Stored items
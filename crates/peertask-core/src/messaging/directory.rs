//! ============================================================================
//! Conversation Directory - One conversation per pair of participants
//! ============================================================================
//! Caches known conversations and serializes lookup-or-create behind one
//! async mutex, so concurrent requests for the same pair never create two.
//! ============================================================================

use chrono::{DateTime, Utc};
use std::collections::HashMap;
use std::sync::Arc;
use tokio::sync::Mutex;
use tracing::{debug, info};

use super::MessagingError;
use crate::backend::{MarketplaceBackend, DEFAULT_MESSAGE_PAGE};
use crate::retry::{retry_read, RetryConfig};
use crate::types::*;

pub struct ConversationDirectory {
    backend: Arc<dyn MarketplaceBackend>,
    retry: RetryConfig,
    known: Mutex<Vec<Conversation>>,
}

impl ConversationDirectory {
    pub fn new(backend: Arc<dyn MarketplaceBackend>) -> Self {
        Self::with_retry(backend, RetryConfig::default())
    }

    pub fn with_retry(backend: Arc<dyn MarketplaceBackend>, retry: RetryConfig) -> Self {
        Self {
            backend,
            retry,
            known: Mutex::new(Vec::new()),
        }
    }

    /// The conversation between the viewer and `other`, created if neither
    /// the cache nor the backend listing has one
    pub async fn open_with(
        &self,
        session: &Session,
        other: &str,
    ) -> Result<Conversation, MessagingError> {
        let me = session.user_id();
        let other = other.trim();
        if other.is_empty() || other == me {
            return Err(MessagingError::Invalid(format!(
                "cannot open a conversation with '{}'",
                other
            )));
        }

        // Held across lookup and create
        let mut known = self.known.lock().await;

        if let Some(existing) = known.iter().find(|c| c.involves(me, other)) {
            debug!("Conversation with {} found in cache: {}", other, existing.id);
            return Ok(existing.clone());
        }

        let listed = self.fetch_conversations(session).await?;
        remember(&mut known, listed);
        if let Some(existing) = known.iter().find(|c| c.involves(me, other)) {
            debug!("Conversation with {} found on backend: {}", other, existing.id);
            return Ok(existing.clone());
        }

        let created = self.backend.create_conversation(session, other).await?;
        info!("Started conversation {} with {}", created.id, other);
        known.push(created.clone());
        Ok(created)
    }

    /// Every conversation the viewer takes part in, most recent first
    pub async fn conversations(&self, session: &Session) -> Result<Vec<Conversation>, MessagingError> {
        let listed = self.fetch_conversations(session).await?;
        remember(&mut *self.known.lock().await, listed.clone());
        Ok(listed)
    }

    /// Display details for the counterparts of `conversations`
    pub async fn counterpart_details(
        &self,
        session: &Session,
        conversations: &[Conversation],
    ) -> Result<Vec<ReceiverDetails>, MessagingError> {
        let mut ids: Vec<UserId> = conversations
            .iter()
            .map(|c| c.counterpart(session.user_id()).to_string())
            .collect();
        ids.sort();
        ids.dedup();
        if ids.is_empty() {
            return Ok(Vec::new());
        }

        let backend = Arc::clone(&self.backend);
        let ids = &ids;
        let details = retry_read("receiver_details", &self.retry, || {
            let backend = Arc::clone(&backend);
            async move { backend.receiver_details(session, ids).await }
        })
        .await?;
        Ok(details)
    }

    /// One page of messages, older than `before` when given
    pub async fn load_page(
        &self,
        session: &Session,
        conversation_id: &str,
        before: Option<DateTime<Utc>>,
    ) -> Result<Vec<Message>, MessagingError> {
        let backend = Arc::clone(&self.backend);
        let page = retry_read("load_messages", &self.retry, || {
            let backend = Arc::clone(&backend);
            async move {
                backend
                    .load_messages(session, conversation_id, before, DEFAULT_MESSAGE_PAGE)
                    .await
            }
        })
        .await?;
        Ok(page)
    }

    /// Send `content` to the other participant of `conversation`
    pub async fn send(
        &self,
        session: &Session,
        conversation: &Conversation,
        content: &str,
    ) -> Result<Message, MessagingError> {
        let content = content.trim();
        if content.is_empty() {
            return Err(MessagingError::Invalid("message must not be empty".to_string()));
        }
        let me = session.user_id();
        if conversation.sender_id != me && conversation.receiver_id != me {
            return Err(MessagingError::Invalid(format!(
                "{} is not part of conversation {}",
                me, conversation.id
            )));
        }

        let receiver = conversation.counterpart(me);
        let message = self
            .backend
            .send_message(session, &conversation.id, receiver, content)
            .await?;
        debug!("Sent message {} in {}", message.id, conversation.id);
        Ok(message)
    }

    async fn fetch_conversations(&self, session: &Session) -> Result<Vec<Conversation>, MessagingError> {
        let backend = Arc::clone(&self.backend);
        let listed = retry_read("list_conversations", &self.retry, || {
            let backend = Arc::clone(&backend);
            async move { backend.list_conversations(session).await }
        })
        .await?;
        Ok(listed)
    }
}

fn remember(known: &mut Vec<Conversation>, listed: Vec<Conversation>) {
    for conversation in listed {
        match known.iter_mut().find(|c| c.id == conversation.id) {
            Some(existing) => *existing = conversation,
            None => known.push(conversation),
        }
    }
}

/// Conversations whose counterpart's full name contains `term`,
/// case-insensitively. A blank term keeps everything; a counterpart with no
/// known details never matches a non-blank term.
pub fn filter_conversations<'a>(
    conversations: &'a [Conversation],
    viewer: &str,
    details: &[ReceiverDetails],
    term: &str,
) -> Vec<&'a Conversation> {
    let needle = term.trim().to_lowercase();
    if needle.is_empty() {
        return conversations.iter().collect();
    }

    let names: HashMap<&str, String> = details
        .iter()
        .map(|d| (d.id.as_str(), d.full_name.to_lowercase()))
        .collect();

    conversations
        .iter()
        .filter(|c| {
            names
                .get(c.counterpart(viewer))
                .map_or(false, |name| name.contains(&needle))
        })
        .collect()
}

- _Assignment_
Copy the records. Each line should match exactly.

- _Written solution_
filename crates/peertask-core/src/messaging/directory.rs
//! ============================================================================
//! Conversation Directory - One conversation per pair of participants
//! ============================================================================
//! Caches known conversations and serializes lookup-or-create behind one
//! async mutex, so concurrent requests for the same pair never create two.
//! ============================================================================

use chrono::{DateTime, Utc};
use std::collections::HashMap;
use std::sync::Arc;
use tokio::sync::Mutex;
use tracing::{debug, info};

use super::MessagingError;
use crate::backend::{MarketplaceBackend, DEFAULT_MESSAGE_PAGE};
use crate::retry::{retry_read, RetryConfig};
use crate::types::*;

pub struct ConversationDirectory {
    backend: Arc<dyn MarketplaceBackend>,
    retry: RetryConfig,
    known: Mutex<Vec<Conversation>>,
}

impl ConversationDirectory {
    pub fn new(backend: Arc<dyn MarketplaceBackend>) -> Self {
        Self::with_retry(backend, RetryConfig::default())
    }

    pub fn with_retry(backend: Arc<dyn MarketplaceBackend>, retry: RetryConfig) -> Self {
        Self {
            backend,
            retry,
            known: Mutex::new(Vec::new()),
        }
    }

    /// The conversation between the viewer and `other`, created if neither
    /// the cache nor the backend listing has one
    pub async fn open_with(
        &self,
        session: &Session,
        other: &str,
    ) -> Result<Conversation, MessagingError> {
        let me = session.user_id();
        let other = other.trim();
        if other.is_empty() || other == me {
            return Err(MessagingError::Invalid(format!(
                "cannot open a conversation with '{}'",
                other
            )));
        }

        // Held across lookup and create
        let mut known = self.known.lock().await;

        if let Some(existing) = known.iter().find(|c| c.involves(me, other)) {
            debug!("Conversation with {} found in cache: {}", other, existing.id);
            return Ok(existing.clone());
        }

        let listed = self.fetch_conversations(session).await?;
        remember(&mut known, listed);
        if let Some(existing) = known.iter().find(|c| c.involves(me, other)) {
            debug!("Conversation with {} found on backend: {}", other, existing.id);
            return Ok(existing.clone());
        }

        let created = self.backend.create_conversation(session, other).await?;
        info!("Started conversation {} with {}", created.id, other);
        known.push(created.clone());
        Ok(created)
    }

    /// Every conversation the viewer takes part in, most recent first
    pub async fn conversations(&self, session: &Session) -> Result<Vec<Conversation>, MessagingError> {
        let listed = self.fetch_conversations(session).await?;
        remember(&mut *self.known.lock().await, listed.clone());
        Ok(listed)
    }

    /// Display details for the counterparts of `conversations`
    pub async fn counterpart_details(
        &self,
        session: &Session,
        conversations: &[Conversation],
    ) -> Result<Vec<ReceiverDetails>, MessagingError> {
        let mut ids: Vec<UserId> = conversations
            .iter()
            .map(|c| c.counterpart(session.user_id()).to_string())
            .collect();
        ids.sort();
        ids.dedup();
        if ids.is_empty() {
            return Ok(Vec::new());
        }

        let backend = Arc::clone(&self.backend);
        let ids = &ids;
        let details = retry_read("receiver_details", &self.retry, || {
            let backend = Arc::clone(&backend);
            async move { backend.receiver_details(session, ids).await }
        })
        .await?;
        Ok(details)
    }

    /// One page of messages, older than `before` when given
    pub async fn load_page(
        &self,
        session: &Session,
        conversation_id: &str,
        before: Option<DateTime<Utc>>,
    ) -> Result<Vec<Message>, MessagingError> {
        let backend = Arc::clone(&self.backend);
        let page = retry_read("load_messages", &self.retry, || {
            let backend = Arc::clone(&backend);
            async move {
                backend
                    .load_messages(session, conversation_id, before, DEFAULT_MESSAGE_PAGE)
                    .await
            }
        })
        .await?;
        Ok(page)
    }

    /// Send `content` to the other participant of `conversation`
    pub async fn send(
        &self,
        session: &Session,
        conversation: &Conversation,
        content: &str,
    ) -> Result<Message, MessagingError> {
        let content = content.trim();
        if content.is_empty() {
            return Err(MessagingError::Invalid("message must not be empty".to_string()));
        }
        let me = session.user_id();
        if conversation.sender_id != me && conversation.receiver_id != me {
            return Err(MessagingError::Invalid(format!(
                "{} is not part of conversation {}",
                me, conversation.id
            )));
        }

        let receiver = conversation.counterpart(me);
        let message = self
            .backend
            .send_message(session, &conversation.id, receiver, content)
            .await?;
        debug!("Sent message {} in {}", message.id, conversation.id);
        Ok(message)
    }

    async fn fetch_conversations(&self, session: &Session) -> Result<Vec<Conversation>, MessagingError> {
        let backend = Arc::clone(&self.backend);
        let listed = retry_read("list_conversations", &self.retry, || {
            let backend = Arc::clone(&backend);
            async move { backend.list_conversations(session).await }
        })
        .await?;
        Ok(listed)
    }
}

fn remember(known: &mut Vec<Conversation>, listed: Vec<Conversation>) {
    for conversation in listed {
        match known.iter_mut().find(|c| c.id == conversation.id) {
            Some(existing) => *existing = conversation,
            None => known.push(conversation),
        }
    }
}

/// Conversations whose counterpart's full name contains `term`,
/// case-insensitively. A blank term keeps everything; a counterpart with no
/// known details never matches a non-blank term.
pub fn filter_conversations<'a>(
    conversations: &'a [Conversation],
    viewer: &str,
    details: &[ReceiverDetails],
    term: &str,
) -> Vec<&'a Conversation> {
    let needle = term.trim().to_lowercase();
    if needle.is_empty() {
        return conversations.iter().collect();
    }

    let names: HashMap<&str, String> = details
        .iter()
        .map(|d| (d.id.as_str(), d.full_name.to_lowercase()))
        .collect();

    conversations
        .iter()
        .filter(|c| {
            names
                .get(c.counterpart(viewer))
                .map_or(false, |name| name.contains(&needle))
        })
        .collect()
}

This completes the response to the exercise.